TASK INSTRUCTIONS
Reproduce the records below exactly, with nothing altered.

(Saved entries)
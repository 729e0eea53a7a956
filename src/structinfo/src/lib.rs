//! Register context and memory map reports for a selected process.
//!
//! A caller opens a [`Session`] on a shared [`Inspector`], optionally writes a
//! selector (`"<view> <pid>"`), and reads back a formatted text report:
//!
//! - view `0`: the saved register context (stack pointer, segment selectors,
//!   segment bases)
//! - view `1` (and any unknown value): the memory region layout, capped at
//!   [`DEFAULT_REGION_LIMIT`] entries and terminated by a `...` line
//!
//! Reports never exceed [`REPORT_CAPACITY`] bytes and are handed out once per
//! selector write.
//!
//! # Example
//! ```
//! use structinfo::mock::{MockDirectory, MockTask};
//! use structinfo::{Inspector, MemoryRegion, Options, REPORT_CAPACITY};
//!
//! let mut directory = MockDirectory::new();
//! directory.insert(MockTask::new(42).with_region(MemoryRegion::new(0x1000, 0x2000)));
//!
//! let inspector = Inspector::new(directory, Options::default());
//! let mut session = inspector.open();
//! session.write(b"1 42").unwrap();
//!
//! let mut buf = [0u8; REPORT_CAPACITY];
//! let len = session.read(&mut buf).unwrap();
//! assert!(std::str::from_utf8(&buf[..len]).unwrap().ends_with("...\n"));
//! ```

mod error;
pub mod mock;
pub mod report;
mod selector;
mod session;
pub mod source;

pub use error::{Error, Result};
pub use report::{generate, Options};
pub use selector::{Selector, View};
pub use session::{Inspector, Session};
pub use source::{MemoryRegion, Pid, ProcDirectory, ProcessDirectory, RegisterContext, TaskHandle};

/// Hard cap on the size of a single report, and the minimum read capacity.
pub const REPORT_CAPACITY: usize = 4096;

/// Number of memory regions listed before the trailer.
pub const DEFAULT_REGION_LIMIT: usize = 30;

/// Process selected before the first write.
pub const DEFAULT_PID: Pid = 1;
//! Selector State
//!
//! The target process and report view chosen by the last successful write.

use crate::{Error, Pid, Result, DEFAULT_PID, REPORT_CAPACITY};
use std::fmt;

/// Report view, normalized from the raw integer written by the caller
#[derive(Debug, Clone, Copy, Default, PartialEq, Eq, Hash)]
pub enum View {
    /// Saved CPU context of the target
    RegisterContext,
    /// Virtual memory region layout of the target
    #[default]
    MemoryMap,
}

impl View {
    pub const REGISTER_CONTEXT: i32 = 0;
    pub const MEMORY_MAP: i32 = 1;

    /// Map a raw view code to a view. Unknown codes fall back to `MemoryMap`.
    pub fn from_raw(code: i32) -> Self {
        match code {
            Self::REGISTER_CONTEXT => View::RegisterContext,
            _ => View::MemoryMap,
        }
    }

    pub fn code(self) -> i32 {
        match self {
            View::RegisterContext => Self::REGISTER_CONTEXT,
            View::MemoryMap => Self::MEMORY_MAP,
        }
    }
}

/// Target process and view, stored exactly as written
#[derive(Debug, Clone, Copy, PartialEq, Eq)]
pub struct Selector {
    /// Raw view code; see [`Selector::view`] for the normalized form
    pub view: i32,
    pub target_pid: Pid,
}

impl Default for Selector {
    fn default() -> Self {
        Self {
            view: View::MEMORY_MAP,
            target_pid: DEFAULT_PID,
        }
    }
}

impl Selector {
    pub fn new(view: i32, target_pid: Pid) -> Self {
        Self { view, target_pid }
    }

    /// The view this selector resolves to
    pub fn view(&self) -> View {
        View::from_raw(self.view)
    }

    /// Parse `"<view> <pid>"`.
    ///
    /// Leading whitespace before each integer is skipped and anything after
    /// the second integer is ignored. Returns the selector and the number of
    /// bytes consumed (the input length up to the first NUL byte).
    pub fn parse(input: &[u8]) -> Result<(Self, usize)> {
        if input.len() > REPORT_CAPACITY {
            return Err(Error::MalformedInput(format!(
                "input is {} bytes, limit is {}",
                input.len(),
                REPORT_CAPACITY
            )));
        }

        let consumed = input.iter().position(|&b| b == 0).unwrap_or(input.len());
        let text = &input[..consumed];

        let mut cursor = 0;
        let view = scan_int(text, &mut cursor)
            .ok_or_else(|| Error::MalformedInput("expected a view code".to_string()))?;
        let target_pid = scan_int(text, &mut cursor)
            .ok_or_else(|| Error::MalformedInput("expected a process id".to_string()))?;

        Ok((Self { view, target_pid }, consumed))
    }
}

impl fmt::Display for Selector {
    fn fmt(&self, f: &mut fmt::Formatter<'_>) -> fmt::Result {
        write!(f, "{} {}", self.view, self.target_pid)
    }
}

/// Scan one `%d` conversion starting at `cursor`, advancing past it.
fn scan_int(bytes: &[u8], cursor: &mut usize) -> Option<i32> {
    let mut pos = *cursor;
    while pos < bytes.len() && bytes[pos].is_ascii_whitespace() {
        pos += 1;
    }

    let negative = match bytes.get(pos) {
        Some(b'-') => {
            pos += 1;
            true
        }
        Some(b'+') => {
            pos += 1;
            false
        }
        _ => false,
    };

    let digits_start = pos;
    let mut value: i64 = 0;
    while let Some(digit) = bytes.get(pos).filter(|b| b.is_ascii_digit()) {
        value = value * 10 + i64::from(digit - b'0');
        // Past i32 range either way; stop accumulating before i64 overflows
        if value > i64::from(i32::MAX) + 1 {
            return None;
        }
        pos += 1;
    }
    if pos == digits_start {
        return None;
    }

    let value = if negative { -value } else { value };
    let value = i32::try_from(value).ok()?;
    *cursor = pos;
    Some(value)
}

EXERCISE RESULT
repository 729e0eea53a7a956
filename src/structinfo/src/lib.rs
//! Register context and memory map reports for a selected process.
//!
//! A caller opens a [`Session`] on a shared [`Inspector`], optionally writes a
//! selector (`"<view> <pid>"`), and reads back a formatted text report:
//!
//! - view `0`: the saved register context (stack pointer, segment selectors,
//!   segment bases)
//! - view `1` (and any unknown value): the memory region layout, capped at
//!   [`DEFAULT_REGION_LIMIT`] entries and terminated by a `...` line
//!
//! Reports never exceed [`REPORT_CAPACITY`] bytes and are handed out once per
//! selector write.
//!
//! # Example
//! ```
//! use structinfo::mock::{MockDirectory, MockTask};
//! use structinfo::{Inspector, MemoryRegion, Options, REPORT_CAPACITY};
//!
//! let mut directory = MockDirectory::new();
//! directory.insert(MockTask::new(42).with_region(MemoryRegion::new(0x1000, 0x2000)));
//!
//! let inspector = Inspector::new(directory, Options::default());
//! let mut session = inspector.open();
//! session.write(b"1 42").unwrap();
//!
//! let mut buf = [0u8; REPORT_CAPACITY];
//! let len = session.read(&mut buf).unwrap();
//! assert!(std::str::from_utf8(&buf[..len]).unwrap().ends_with("...\n"));
//! ```

mod error;
pub mod mock;
pub mod report;
mod selector;
mod session;
pub mod source;

pub use error::{Error, Result};
pub use report::{generate, Options};
pub use selector::{Selector, View};
pub use session::{Inspector, Session};
pub use source::{MemoryRegion, Pid, ProcDirectory, ProcessDirectory, RegisterContext, TaskHandle};

/// Hard cap on the size of a single report, and the minimum read capacity.
pub const REPORT_CAPACITY: usize = 4096;

/// Number of memory regions listed before the trailer.
pub const DEFAULT_REGION_LIMIT: usize = 30;

/// Process selected before the first write.
pub const DEFAULT_PID: Pid = 1;
//! Selector State
//!
//! The target process and report view chosen by the last successful write.

use crate::{Error, Pid, Result, DEFAULT_PID, REPORT_CAPACITY};
use std::fmt;

/// Report view, normalized from the raw integer written by the caller
#[derive(Debug, Clone, Copy, Default, PartialEq, Eq, Hash)]
pub enum View {
    /// Saved CPU context of the target
    RegisterContext,
    /// Virtual memory region layout of the target
    #[default]
    MemoryMap,
}

impl View {
    pub const REGISTER_CONTEXT: i32 = 0;
    pub const MEMORY_MAP: i32 = 1;

    /// Map a raw view code to a view. Unknown codes fall back to `MemoryMap`.
    pub fn from_raw(code: i32) -> Self {
        match code {
            Self::REGISTER_CONTEXT => View::RegisterContext,
            _ => View::MemoryMap,
        }
    }

    pub fn code(self) -> i32 {
        match self {
            View::RegisterContext => Self::REGISTER_CONTEXT,
            View::MemoryMap => Self::MEMORY_MAP,
        }
    }
}

/// Target process and view, stored exactly as written
#[derive(Debug, Clone, Copy, PartialEq, Eq)]
pub struct Selector {
    /// Raw view code; see [`Selector::view`] for the normalized form
    pub view: i32,
    pub target_pid: Pid,
}

impl Default for Selector {
    fn default() -> Self {
        Self {
            view: View::MEMORY_MAP,
            target_pid: DEFAULT_PID,
        }
    }
}

impl Selector {
    pub fn new(view: i32, target_pid: Pid) -> Self {
        Self { view, target_pid }
    }

    /// The view this selector resolves to
    pub fn view(&self) -> View {
        View::from_raw(self.view)
    }

    /// Parse `"<view> <pid>"`.
    ///
    /// Leading whitespace before each integer is skipped and anything after
    /// the second integer is ignored. Returns the selector and the number of
    /// bytes consumed (the input length up to the first NUL byte).
    pub fn parse(input: &[u8]) -> Result<(Self, usize)> {
        if input.len() > REPORT_CAPACITY {
            return Err(Error::MalformedInput(format!(
                "input is {} bytes, limit is {}",
                input.len(),
                REPORT_CAPACITY
            )));
        }

        let consumed = input.iter().position(|&b| b == 0).unwrap_or(input.len());
        let text = &input[..consumed];

        let mut cursor = 0;
        let view = scan_int(text, &mut cursor)
            .ok_or_else(|| Error::MalformedInput("expected a view code".to_string()))?;
        let target_pid = scan_int(text, &mut cursor)
            .ok_or_else(|| Error::MalformedInput("expected a process id".to_string()))?;

        Ok((Self { view, target_pid }, consumed))
    }
}

impl fmt::Display for Selector {
    fn fmt(&self, f: &mut fmt::Formatter<'_>) -> fmt::Result {
        write!(f, "{} {}", self.view, self.target_pid)
    }
}

/// Scan one `%d` conversion starting at `cursor`, advancing past it.
fn scan_int(bytes: &[u8], cursor: &mut usize) -> Option<i32> {
    let mut pos = *cursor;
    while pos < bytes.len() && bytes[pos].is_ascii_whitespace() {
        pos += 1;
    }

    let negative = match bytes.get(pos) {
        Some(b'-') => {
            pos += 1;
            true
        }
        Some(b'+') => {
            pos += 1;
            false
        }
        _ => false,
    };

    let digits_start = pos;
    let mut value: i64 = 0;
    while let Some(digit) = bytes.get(pos).filter(|b| b.is_ascii_digit()) {
        value = value * 10 + i64::from(digit - b'0');
        // Past i32 range either way; stop accumulating before i64 overflows
        if value > i64::from(i32::MAX) + 1 {
            return None;
        }
        pos += 1;
    }
    if pos == digits_start {
        return None;
    }

    let value = if negative { -value } else { value };
    let value = i32::try_from(value).ok()?;
    *cursor = pos;
    Some(value)
}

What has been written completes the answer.